Can the Unity wonks still stand up and claim the new ATR program is better than the old UFT transfer plan?

Saturday, November 18, 2006


James Eterno informs me I screwed up about the bonus. The contributions may not come directly from members. So I apologize to all who misunderstood as a result of my apparent misunderstanding.

I'll tell you where those contributions come from, and what "internal funding" means when and if I find out.

Adios, 750 Buck Bonus

A few less-publicized gems Norm Scott uncovered in the contract:

In order to address specific needs, the UFT generated internal funding to provide the following benefits:

· Effective October 13, 2007, the annual contribution to the welfare fund will be increased by $100 per member;

· Effective May 1, 2008, a lump sum payment to the welfare fund in the amount of $166.67 per member

Looks like those wacky Unity hacks are fooling us again.

Improving Our Schools

Sometimes, the small schools the mayor builds don't work, because everyone knows the crappy schools are still crappy schools. When that happens, the city just sends more kids to my school, which, at a mere 250% capacity, always has room for a few hundred more.

Sometimes, though, these schools seem to work. Their reputations improve, and people actually like them. In cases like that, the city may pour millions of dollars into such buildings before demolishing them.

That's the way we do things here in NYC. We don't fret over things like special schools for autistic children. After all, City Hall is confident kids like that thrive just about anywhere. According to Juan Gonzalez, though, there are a few naysayers:

"The whole thing with a child with autism is consistency and repetition," said Donadelle, whose 12-year-old son Christopher Jones also attends the school. "All the children know, all the teachers know, we don't change things on them."

Thanks to the inclusion program, the school of largely black and Hispanic children has become an accepted part of the wealthy neighborhood that surrounds it...

"These people don't know what they're talking about," Donadelle said. "It would take years for our school to establish the same kind of community ties in some other neighborhood."

...If this demolition and relocation were absolutely necessary, the parents and teachers would perhaps understand. But no one bothered to ask them what they wanted.

To them, this smells like land grab of a wonderful public school that happens to be sitting on upper East Side land that someone else wants.

They must be mistaken. We would never do a thing like that here in New York City. We value parent input, and that's why we treat involved parents so well.

Thanks to Schoolgal

Friday, November 17, 2006

A Press Conference

Why are the schools overcrowded?

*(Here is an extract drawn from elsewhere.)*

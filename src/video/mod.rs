pub mod element;
pub mod simulated;

pub use element::*;
pub use simulated::*;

Well, uh, it's uh....ya know I'm workin' on's, like, ya see...the schools are...they're...uhhh...they're very good, yeah, that's the ticket....and, well....they're so good that people are sayin', ya know, like, let's go there.

So, like, no one wants to stay home anymore, and I've done what I can, ya know, but it's like, hard, ya know, so like, we've done such a good job, that like, everyone wants ta come.

So, like I wanna close PS 109, because it's, like, uhhh... a problem, ya see, so now those kids want ta go ta good schools, and they're like kinda crowded, ya know, so we thought about using Livingston Street, but we needed condos, so like, that didn't work, but we really hope ta get more money, so we can, like make the schools good, ya see, I mean they're good already, but, like, then more people will come ta the schools, and...uhhh....

Wait, that's not what I wanna say, ya see, like we sometimes gotta save space fur my buds, and sometimes we change plans, and it's like, kinda, ya know, complicated....

But the problem is, ya know, we did such a good job, ya know, and now the schools are. like, too good.

So that's what the story is. Yeah, that's it.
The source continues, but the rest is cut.